To understand why IGNORE2 gives an error and IGNORE1 isn’t. Read over the first paragraph of Section 6.10.3.1 (Argument substitution), in the Official C99 Preprocessor Definition. It tells you some important things about what happens when in the context of argument passing and macro expansion.

We’d get the same results if we had

    #define IGNORE2(x) Blah blah blah x

`args3.pp`

Consider the code

    #define NEGATE(x) -x
    a = -NEGATE(b) 

Both clang and gcc correctly produce the answer

    a = - -b

and mcpp produces

    a = - - b

But tcc produces

    a = --b

which causes problems. Why?

(mcpp gets this one right, but gets the more complicated example wrong without @post.)

`varargs1.pp`

The result of VA_NUM_ARGS() might surprise you, but no text at all counts as a valid argument.
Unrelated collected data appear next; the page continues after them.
//! Small seedable PRNG for pool and rule selection.
//!
//! Unpredictable selection order is part of the language semantics, not
//! an optimization: programs must not be able to rely on FIFO pools or
//! textual rule order. An xorshift64* generator is plenty for that; runs
//! seed it from the clock, tests fix the seed.

use std::time::{SystemTime, UNIX_EPOCH};

#[derive(Debug, Clone)]
pub struct Rng {
    state: u64,
}

impl Rng {
    /// Create a generator from a seed. A zero seed is remapped (xorshift
    /// has a fixed point at zero).
    pub fn new(seed: u64) -> Self {
        Self {
            state: if seed == 0 { 0x9E37_79B9_7F4A_7C15 } else { seed },
        }
    }

    /// Derive an independent stream from a shared seed, for per-worker
    /// generators.
    pub fn stream(seed: u64, index: u64) -> Self {
        Self::new(seed ^ (index.wrapping_add(1)).wrapping_mul(0x9E37_79B9_7F4A_7C15))
    }

    /// Seed from the system clock.
    pub fn entropy_seed() -> u64 {
        SystemTime::now()
            .duration_since(UNIX_EPOCH)
            .map(|d| d.as_nanos() as u64)
            .unwrap_or(0x5EED_5EED_5EED_5EED)
    }

    /// Next raw value (xorshift64*).
    pub fn next_u64(&mut self) -> u64 {
        let mut x = self.state;
        x ^= x >> 12;
        x ^= x << 25;
        x ^= x >> 27;
        self.state = x;
        x.wrapping_mul(0x2545_F491_4F6C_DD1D)
    }

    /// Uniform-ish index in `0..n`. `n` must be non-zero.
    pub fn below(&mut self, n: usize) -> usize {
        debug_assert!(n > 0);
        (self.next_u64() % n as u64) as usize
    }

    /// Fisher-Yates shuffle.
    pub fn shuffle<T>(&mut self, xs: &mut [T]) {
        for i in (1..xs.len()).rev() {
            let j = self.below(i + 1);
            xs.swap(i, j);
        }
    }
}

#[cfg(test)]
mod tests {
    use super::*;

    #[test]
    fn fixed_seed_is_deterministic() {
        let mut a = Rng::new(42);
        let mut b = Rng::new(42);
        for _ in 0..16 {
            assert_eq!(a.next_u64(), b.next_u64());
        }
    }

    #[test]
    fn zero_seed_is_remapped() {
        let mut rng = Rng::new(0);
        assert_ne!(rng.next_u64(), 0);
    }

    #[test]
    fn below_stays_in_range() {
        let mut rng = Rng::new(7);
        for _ in 0..1000 {
            assert!(rng.below(3) < 3);
        }
    }

    #[test]
    fn shuffle_is_a_permutation() {
        let mut rng = Rng::new(99);
        let mut xs: Vec<usize> = (0..20).collect();
        rng.shuffle(&mut xs);
        let mut sorted = xs.clone();
        sorted.sort_unstable();
        assert_eq!(sorted, (0..20).collect::<Vec<_>>());
    }

    #[test]
    fn different_seeds_give_different_orders() {
        let mut a: Vec<usize> = (0..16).collect();
        let mut b = a.clone();
        Rng::new(1).shuffle(&mut a);
        Rng::new(2).shuffle(&mut b);
        assert_ne!(a, b, "seeds 1 and 2 happen to diverge on 16 elements");
    }

    #[test]
    fn streams_diverge() {
        let mut a = Rng::stream(42, 0);
        let mut b = Rng::stream(42, 1);
        assert_ne!(a.next_u64(), b.next_u64());
    }
}
use crate::program::{Guard, GuardOp, Process, Program, Rule};
use crate::rename::{fresh_copy, VarSource};
use crate::rng::Rng;
use crate::store::{walk2, Bindings};
use crate::term::{Term, TermStore};
use crate::unify::{merge_vars, note_var, unify, Unify, VarSet};
use smallvec::SmallVec;

#[cfg(feature = "tracing")]
use crate::trace::trace;

/// Outcome of reducing one process, shared by rule reduction and the
/// built-in executor so drivers dispatch uniformly.
#[derive(Debug, Clone, PartialEq, Eq)]
pub enum Reduction {
    /// A rule committed: merge `updates` into the store, spawn `body`.
    Commit { updates: Bindings, body: Vec<Process> },
    /// No rule can ever apply; the process is dropped.
    Failed,
    /// Not enough information: park the process until one of these
    /// variables is bound.
    Suspended(VarSet),
}

/// Outcome of matching a process against one rule head.
#[derive(Debug, Clone, PartialEq, Eq)]
pub enum Match {
    Ok(Bindings),
    Failed,
    Suspended(VarSet),
}

/// Match a process against a rule head, positionally, accumulating all
/// bindings into one shared delta.
///
/// The caller guarantees equal functor and arity. Suspensions accumulate
/// across arguments; a hard failure in any argument aborts immediately
/// (a definite mismatch dominates a maybe).
pub fn cmatch(base: &Bindings, p: &Process, head: &Process, terms: &TermStore) -> Match {
    debug_assert_eq!(p.functor, head.functor);
    debug_assert_eq!(p.arity(), head.arity());

    let mut updates = Bindings::new();
    let mut suspended = VarSet::new();
    for (&arg, &pat) in p.args.iter().zip(head.args.iter()) {
        match unify(base, &mut updates, arg, pat, terms) {
            Unify::Matched => {}
            Unify::Failed => return Match::Failed,
            Unify::Suspended(vars) => merge_vars(&mut suspended, &vars),
        }
    }
    if suspended.is_empty() {
        Match::Ok(updates)
    } else {
        Match::Suspended(suspended)
    }
}

/// Result of evaluating one guard under `(base, updates)`.
#[derive(Debug, Clone, PartialEq, Eq)]
pub enum GuardCheck {
    Holds,
    Fails,
    Suspended(VarSet),
}

/// Evaluate a guard. Guards read, they never extend the delta: both
/// operands are walked and must come out fully instantiated, otherwise
/// the check suspends on the residual variables.
pub fn check_guard(
    base: &Bindings,
    updates: &Bindings,
    guard: &Guard,
    terms: &TermStore,
) -> GuardCheck {
    let lhs = walk2(base, updates, guard.lhs, terms);
    let rhs = walk2(base, updates, guard.rhs, terms);

    let mut waiting = VarSet::new();
    if let Some(Term::Var(v)) = terms.resolve(lhs) {
        note_var(&mut waiting, v);
    }
    if let Some(Term::Var(v)) = terms.resolve(rhs) {
        note_var(&mut waiting, v);
    }
    if !waiting.is_empty() {
        return GuardCheck::Suspended(waiting);
    }

    let holds = match guard.op {
        GuardOp::Equal => lhs == rhs,
        GuardOp::NotEqual => lhs != rhs,
    };
    if holds {
        GuardCheck::Holds
    } else {
        GuardCheck::Fails
    }
}

/// Reduce a process against its candidate rules, committed-choice style.
///
/// Rules are tried in randomized order; the first whose head matches and
/// whose guards all hold wins, irrevocably. Suspensions accumulate across
/// candidates: the process unblocks when any of the collected variables
/// is bound. A rule with a hard guard failure contributes nothing, not
/// even suspensions its other guards may have raised.
pub fn reduce(
    base: &Bindings,
    p: &Process,
    program: &Program,
    candidates: &[usize],
    vars: &VarSource,
    rng: &mut Rng,
    terms: &TermStore,
) -> Reduction {
    let mut order: SmallVec<[usize; 8]> = SmallVec::from_slice(candidates);
    rng.shuffle(&mut order);

    let mut suspended = VarSet::new();
    for &idx in &order {
        let rule = fresh_copy(program.rule(idx), vars, terms);
        match cmatch(base, p, &rule.head, terms) {
            Match::Failed => continue,
            Match::Suspended(vars) => {
                merge_vars(&mut suspended, &vars);
                continue;
            }
            Match::Ok(updates) => match eval_guards(base, &updates, &rule, terms) {
                GuardCheck::Holds => {
                    #[cfg(feature = "tracing")]
                    trace!(rule = idx, "reduce_commit");
                    return Reduction::Commit {
                        updates,
                        body: rule.body,
                    };
                }
                GuardCheck::Fails => continue,
                GuardCheck::Suspended(vars) => merge_vars(&mut suspended, &vars),
            },
        }
    }

    if suspended.is_empty() {
        Reduction::Failed
    } else {
        Reduction::Suspended(suspended)
    }
}

/// Evaluate all guards of a freshly renamed rule. `Holds` iff every guard
/// holds; a hard failure anywhere voids the rule's whole contribution;
/// otherwise the union of the guards' suspension sets.
fn eval_guards(base: &Bindings, updates: &Bindings, rule: &Rule, terms: &TermStore) -> GuardCheck {
    let mut waiting = VarSet::new();
    for guard in &rule.guards {
        match check_guard(base, updates, guard, terms) {
            GuardCheck::Holds => {}
            GuardCheck::Fails => return GuardCheck::Fails,
            GuardCheck::Suspended(vars) => merge_vars(&mut waiting, &vars),
        }
    }
    if waiting.is_empty() {
        GuardCheck::Holds
    } else {
        GuardCheck::Suspended(waiting)
    }
}
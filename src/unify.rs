use crate::store::{walk2, Bindings};
use crate::term::{Term, TermId, TermStore, VarId};
use smallvec::SmallVec;

#[cfg(feature = "tracing")]
use crate::trace::trace;

/// A small set of variables a reduction is waiting on.
/// Suspension sets are almost always tiny; kept deduplicated on insert.
pub type VarSet = SmallVec<[VarId; 4]>;

/// Insert a variable into a suspension set, keeping it duplicate-free.
pub fn note_var(set: &mut VarSet, var: VarId) {
    if !set.contains(&var) {
        set.push(var);
    }
}

/// Merge `src` into `dst`, keeping `dst` duplicate-free.
pub fn merge_vars(dst: &mut VarSet, src: &[VarId]) {
    for &v in src {
        note_var(dst, v);
    }
}

/// Outcome of a dataflow unification.
///
/// `Suspended` is not an error: it means the query side did not carry
/// enough information yet, and lists the unbound variables whose binding
/// would let the match make progress.
#[derive(Debug, Clone, PartialEq, Eq)]
pub enum Unify {
    Matched,
    Failed,
    Suspended(VarSet),
}

/// Unify a query-side term `u` against a pattern-side term `v`.
///
/// Reads through `base` (immutable during the call) and accumulates new
/// bindings into `updates`, so the caller can commit or discard the delta
/// atomically. The two sides are asymmetric, which is what makes this
/// committed-choice dataflow rather than full unification:
///
/// - pattern-side variables bind freely to whatever the query side holds;
/// - an unbound query-side variable suspends the match on that variable.
///
/// The wildcard matches anything and captures nothing. List cells recurse;
/// a hard failure anywhere dominates, otherwise the suspension sets of the
/// children union.
pub fn unify(
    base: &Bindings,
    updates: &mut Bindings,
    u: TermId,
    v: TermId,
    terms: &TermStore,
) -> Unify {
    let mut worklist: SmallVec<[(TermId, TermId); 32]> = SmallVec::new();
    worklist.push((u, v));
    let mut suspended = VarSet::new();

    while let Some((u, v)) = worklist.pop() {
        // Wildcard is checked before normalization: it is a sentinel, not
        // a binding site.
        if matches!(terms.resolve(u), Some(Term::Wildcard))
            || matches!(terms.resolve(v), Some(Term::Wildcard))
        {
            continue;
        }

        let u = walk2(base, updates, u, terms);
        let v = walk2(base, updates, v, terms);
        if u == v {
            continue;
        }

        match (terms.resolve(u), terms.resolve(v)) {
            // Pattern variables match anything.
            (Some(_), Some(Term::Var(pattern))) => {
                updates.bind(pattern, u);
            }
            // Dataflow synchronization: the query side must be
            // instantiated before matching can proceed.
            (Some(Term::Var(query)), Some(_)) => {
                note_var(&mut suspended, query);
            }
            (Some(Term::Cell(h1, t1)), Some(Term::Cell(h2, t2))) => {
                worklist.push((t1, t2));
                worklist.push((h1, h2));
            }
            (Some(_), Some(_)) => {
                #[cfg(feature = "tracing")]
                trace!("unify_mismatch");
                return Unify::Failed;
            }
            _ => {
                #[cfg(feature = "tracing")]
                trace!("unify_invalid_term");
                return Unify::Failed;
            }
        }
    }

    if suspended.is_empty() {
        Unify::Matched
    } else {
        Unify::Suspended(suspended)
    }
}
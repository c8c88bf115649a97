use crate::builtins::{BuiltinTable, ProgramError};
use crate::machine::{apply_outcome, commit_and_wake, RunOutcome};
use crate::pool::{Pool, SuspensionTable};
use crate::program::{Process, Program};
use crate::reduce::{reduce, Reduction};
use crate::rename::VarSource;
use crate::rng::Rng;
use crate::store::Bindings;
use crate::term::TermStore;
use crate::unify::VarSet;
use crossbeam_channel::{Receiver, Sender};
use std::sync::atomic::{AtomicU64, Ordering};
use std::sync::Arc;
use std::thread;

#[cfg(feature = "tracing")]
use crate::trace::trace;

/// Configuration for the parallel driver.
#[derive(Debug, Clone)]
pub struct SchedulerConfig {
    /// Number of worker threads.
    pub workers: usize,
    /// PRNG seed for pool/rule selection. Runs default to entropy;
    /// tests fix it.
    pub seed: u64,
}

impl Default for SchedulerConfig {
    fn default() -> Self {
        Self {
            workers: num_cpus(),
            seed: Rng::entropy_seed(),
        }
    }
}

/// Get number of CPUs (fallback to 1).
fn num_cpus() -> usize {
    thread::available_parallelism()
        .map(|n| n.get())
        .unwrap_or(1)
}

/// Run counters. Workers bump `reductions`; the coordinator owns the
/// rest. Relaxed ordering is fine, these are diagnostics.
#[derive(Debug, Default)]
pub struct SchedulerStats {
    pub dispatched: AtomicU64,
    pub builtin_steps: AtomicU64,
    pub reductions: AtomicU64,
    pub commits: AtomicU64,
    pub conflicts: AtomicU64,
    pub failures: AtomicU64,
    pub suspensions: AtomicU64,
    pub wakeups: AtomicU64,
}

#[derive(Debug, Clone, Copy, Default, PartialEq, Eq)]
pub struct SchedulerStatsSnapshot {
    pub dispatched: u64,
    pub builtin_steps: u64,
    pub reductions: u64,
    pub commits: u64,
    pub conflicts: u64,
    pub failures: u64,
    pub suspensions: u64,
    pub wakeups: u64,
}

impl SchedulerStats {
    pub fn new() -> Self {
        Self::default()
    }

    fn bump(counter: &AtomicU64) {
        counter.fetch_add(1, Ordering::Relaxed);
    }

    pub fn snapshot(&self) -> SchedulerStatsSnapshot {
        SchedulerStatsSnapshot {
            dispatched: self.dispatched.load(Ordering::Relaxed),
            builtin_steps: self.builtin_steps.load(Ordering::Relaxed),
            reductions: self.reductions.load(Ordering::Relaxed),
            commits: self.commits.load(Ordering::Relaxed),
            conflicts: self.conflicts.load(Ordering::Relaxed),
            failures: self.failures.load(Ordering::Relaxed),
            suspensions: self.suspensions.load(Ordering::Relaxed),
            wakeups: self.wakeups.load(Ordering::Relaxed),
        }
    }
}

/// One unit of work shipped to a worker: the process plus an immutable
/// snapshot of the store at dispatch time.
struct WorkItem {
    snapshot: Bindings,
    process: Process,
}

/// A worker's verdict, sent back as a plain value; the coordinator is
/// the only party that touches the live store.
enum WorkReply {
    Commit {
        process: Process,
        updates: Bindings,
        body: Vec<Process>,
    },
    Failed,
    Suspended {
        process: Process,
        vars: VarSet,
    },
}

/// The parallel driver: a coordinator that exclusively owns the store,
/// the pool, and the suspension table, plus N workers that reduce
/// against snapshots and share no mutable state.
///
/// Single assignment makes the conflict check on commit the only safety
/// net needed: a delta computed against a stale snapshot either still
/// inserts only new keys (apply it) or would overwrite (reject it whole
/// and re-run the process, which is progress because the store is
/// monotone).
pub struct Scheduler {
    terms: Arc<TermStore>,
    program: Arc<Program>,
    builtins: Arc<BuiltinTable>,
    vars: Arc<VarSource>,
    config: SchedulerConfig,
    stats: Arc<SchedulerStats>,
}

impl Scheduler {
    pub fn new(
        terms: Arc<TermStore>,
        program: Arc<Program>,
        builtins: Arc<BuiltinTable>,
        vars: Arc<VarSource>,
        config: SchedulerConfig,
    ) -> Self {
        Self {
            terms,
            program,
            builtins,
            vars,
            config,
            stats: Arc::new(SchedulerStats::new()),
        }
    }

    pub fn stats(&self) -> Arc<SchedulerStats> {
        Arc::clone(&self.stats)
    }

    /// Run the initial processes to quiescence across the worker pool.
    pub fn run(&self, initial: Vec<Process>) -> Result<RunOutcome, ProgramError> {
        let workers = self.config.workers.max(1);
        // Work is bounded at the worker count so the coordinator blocks
        // once everyone is busy; replies are unbounded so workers never
        // block on send (that pairing cannot deadlock).
        let (work_tx, work_rx) = crossbeam_channel::bounded::<WorkItem>(workers);
        let (reply_tx, reply_rx) = crossbeam_channel::unbounded::<WorkReply>();

        let mut handles = Vec::with_capacity(workers);
        for i in 0..workers {
            let work_rx = work_rx.clone();
            let reply_tx = reply_tx.clone();
            let program = Arc::clone(&self.program);
            let vars = Arc::clone(&self.vars);
            let terms = Arc::clone(&self.terms);
            let stats = Arc::clone(&self.stats);
            let rng = Rng::stream(self.config.seed, i as u64);
            handles.push(thread::spawn(move || {
                worker_loop(work_rx, reply_tx, program, vars, terms, stats, rng)
            }));
        }
        drop(work_rx);
        drop(reply_tx);

        let result = self.coordinate(&work_tx, &reply_rx, initial);

        // Closing the work channel ends the worker loops.
        drop(work_tx);
        for handle in handles {
            let _ = handle.join();
        }
        result
    }

    /// The coordinator loop. Owns the store/pool/suspensions for the
    /// whole run; `in_flight` counts dispatched work not yet applied,
    /// and is decremented only after a reply is fully applied, so
    /// "pool empty and nothing in flight" is a safe termination point.
    fn coordinate(
        &self,
        work_tx: &Sender<WorkItem>,
        reply_rx: &Receiver<WorkReply>,
        initial: Vec<Process>,
    ) -> Result<RunOutcome, ProgramError> {
        let mut store = Bindings::new();
        let mut pool = Pool::new();
        let mut suspensions = SuspensionTable::new();
        let mut rng = Rng::new(self.config.seed);
        let mut in_flight = 0usize;

        for p in initial {
            pool.put(p);
        }

        loop {
            // Apply whatever has finished before dispatching more, so
            // wakeups and spawns land in the pool as early as possible.
            while let Ok(reply) = reply_rx.try_recv() {
                self.apply_reply(reply, &mut store, &mut suspensions, &mut pool);
                in_flight -= 1;
            }

            match pool.take(&mut rng) {
                Some(p) => {
                    if let Some(f) = self.builtins.lookup(p.functor) {
                        // Built-ins are cheap and touch the store: run
                        // them inline against the live bindings.
                        SchedulerStats::bump(&self.stats.builtin_steps);
                        let outcome = f(&store, &p, &self.terms)?;
                        self.count_outcome(&outcome);
                        let woken =
                            apply_outcome(p, outcome, &mut store, &mut suspensions, &mut pool);
                        for _ in 0..woken {
                            SchedulerStats::bump(&self.stats.wakeups);
                        }
                        continue;
                    }
                    SchedulerStats::bump(&self.stats.dispatched);
                    let item = WorkItem {
                        snapshot: store.clone(),
                        process: p,
                    };
                    if work_tx.send(item).is_err() {
                        break; // workers gone; only reachable on teardown
                    }
                    in_flight += 1;
                }
                None => {
                    if in_flight == 0 {
                        break;
                    }
                    match reply_rx.recv() {
                        Ok(reply) => {
                            self.apply_reply(reply, &mut store, &mut suspensions, &mut pool);
                            in_flight -= 1;
                        }
                        Err(_) => break,
                    }
                }
            }
        }

        let deadlocked = !suspensions.is_empty();
        Ok(RunOutcome {
            bindings: store,
            deadlocked,
            suspended: suspensions.into_processes(),
        })
    }

    fn apply_reply(
        &self,
        reply: WorkReply,
        store: &mut Bindings,
        suspensions: &mut SuspensionTable,
        pool: &mut Pool,
    ) {
        match reply {
            WorkReply::Commit {
                process,
                updates,
                body,
            } => {
                if store.conflicts_with(&updates) {
                    // Computed against a snapshot that has since been
                    // extended; re-running against the newer store is
                    // always progress or a definite suspension.
                    SchedulerStats::bump(&self.stats.conflicts);
                    #[cfg(feature = "tracing")]
                    trace!("stale_commit_rejected");
                    pool.put(process);
                    return;
                }
                SchedulerStats::bump(&self.stats.commits);
                let woken = commit_and_wake(store, updates, suspensions, pool);
                for _ in 0..woken {
                    SchedulerStats::bump(&self.stats.wakeups);
                }
                for p in body {
                    pool.put(p);
                }
            }
            WorkReply::Failed => SchedulerStats::bump(&self.stats.failures),
            WorkReply::Suspended { process, vars } => {
                // The suspension was computed against a snapshot. If one
                // of the variables has been bound since, its wakeup has
                // already run; parking now would sleep forever.
                if vars.iter().any(|v| store.contains(*v)) {
                    SchedulerStats::bump(&self.stats.conflicts);
                    pool.put(process);
                    return;
                }
                SchedulerStats::bump(&self.stats.suspensions);
                suspensions.block(process, &vars);
            }
        }
    }

    fn count_outcome(&self, outcome: &Reduction) {
        match outcome {
            Reduction::Commit { .. } => SchedulerStats::bump(&self.stats.commits),
            Reduction::Failed => SchedulerStats::bump(&self.stats.failures),
            Reduction::Suspended(_) => SchedulerStats::bump(&self.stats.suspensions),
        }
    }
}

fn worker_loop(
    work_rx: Receiver<WorkItem>,
    reply_tx: Sender<WorkReply>,
    program: Arc<Program>,
    vars: Arc<VarSource>,
    terms: Arc<TermStore>,
    stats: Arc<SchedulerStats>,
    mut rng: Rng,
) {
    for item in work_rx.iter() {
        SchedulerStats::bump(&stats.reductions);
        let candidates = program.candidates(item.process.functor, item.process.arity());
        let outcome = reduce(
            &item.snapshot,
            &item.process,
            &program,
            candidates,
            &vars,
            &mut rng,
            &terms,
        );
        let reply = match outcome {
            Reduction::Commit { updates, body } => WorkReply::Commit {
                process: item.process,
                updates,
                body,
            },
            Reduction::Failed => WorkReply::Failed,
            Reduction::Suspended(vars) => WorkReply::Suspended {
                process: item.process,
                vars,
            },
        };
        if reply_tx.send(reply).is_err() {
            break;
        }
    }
}
use fghc::api::{Interpreter, Mode};
use fghc::program::format_process;
use std::process::ExitCode;

fn usage() -> ExitCode {
    eprintln!("usage: fghc <program-file> <query> [--workers N]");
    ExitCode::FAILURE
}

fn main() -> ExitCode {
    fghc::trace::init_subscriber();

    let mut program_path: Option<String> = None;
    let mut query_src: Option<String> = None;
    let mut workers: Option<usize> = None;

    let mut args = std::env::args().skip(1);
    while let Some(arg) = args.next() {
        match arg.as_str() {
            "--workers" => {
                let Some(n) = args.next().and_then(|n| n.parse().ok()) else {
                    return usage();
                };
                workers = Some(n);
            }
            _ if program_path.is_none() => program_path = Some(arg),
            _ if query_src.is_none() => query_src = Some(arg),
            _ => return usage(),
        }
    }
    let (Some(program_path), Some(query_src)) = (program_path, query_src) else {
        return usage();
    };

    let source = match std::fs::read_to_string(&program_path) {
        Ok(s) => s,
        Err(e) => {
            eprintln!("fghc: cannot read {program_path}: {e}");
            return ExitCode::FAILURE;
        }
    };
    let interp = match Interpreter::from_source(&source) {
        Ok(i) => i,
        Err(e) => {
            eprintln!("fghc: {program_path}: {e}");
            return ExitCode::FAILURE;
        }
    };
    let query = match interp.parse_query(&query_src) {
        Ok(q) => q,
        Err(e) => {
            eprintln!("fghc: query: {e}");
            return ExitCode::FAILURE;
        }
    };

    let mode = match workers {
        Some(n) => Mode::Parallel { workers: n },
        None => Mode::SingleThreaded,
    };
    let outcome = match interp.run(query.processes.clone(), mode) {
        Ok(o) => o,
        Err(e) => {
            eprintln!("fghc: {e}");
            return ExitCode::FAILURE;
        }
    };

    for (name, var) in query.vars() {
        println!("{name} = {}", interp.display(&outcome, *var));
    }
    if outcome.deadlocked {
        eprintln!("deadlock: {} process(es) suspended", outcome.suspended.len());
        for p in &outcome.suspended {
            eprintln!("  {}", format_process(p, interp.terms(), interp.symbols()));
        }
        return ExitCode::FAILURE;
    }
    ExitCode::SUCCESS
}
If we want to distinguish this case, we can do it, but it’ll require more Variable Arguments.

`varargs3.pp`

Our trick involves the SAW_PARENS function. It returns T if it is passed something in parentheses and F otherwise. By running SAW_PARENS(__VA_ARGS__ ())) if __VA_ARGS__ contains nothing, we’ll see the parentheses that follow. But what if our input actually is something in parentheses? We catch that case first, to eliminate it.

And how does SAW_PARENS work? It relies on the fact that a function-like macro fires if it is given parentheses. Thus MK_UNICORN42 by itself stays unchanged, but MK_UNICORN42 (something,in,"parentheses") will invoke the macro and produce UNICORN42.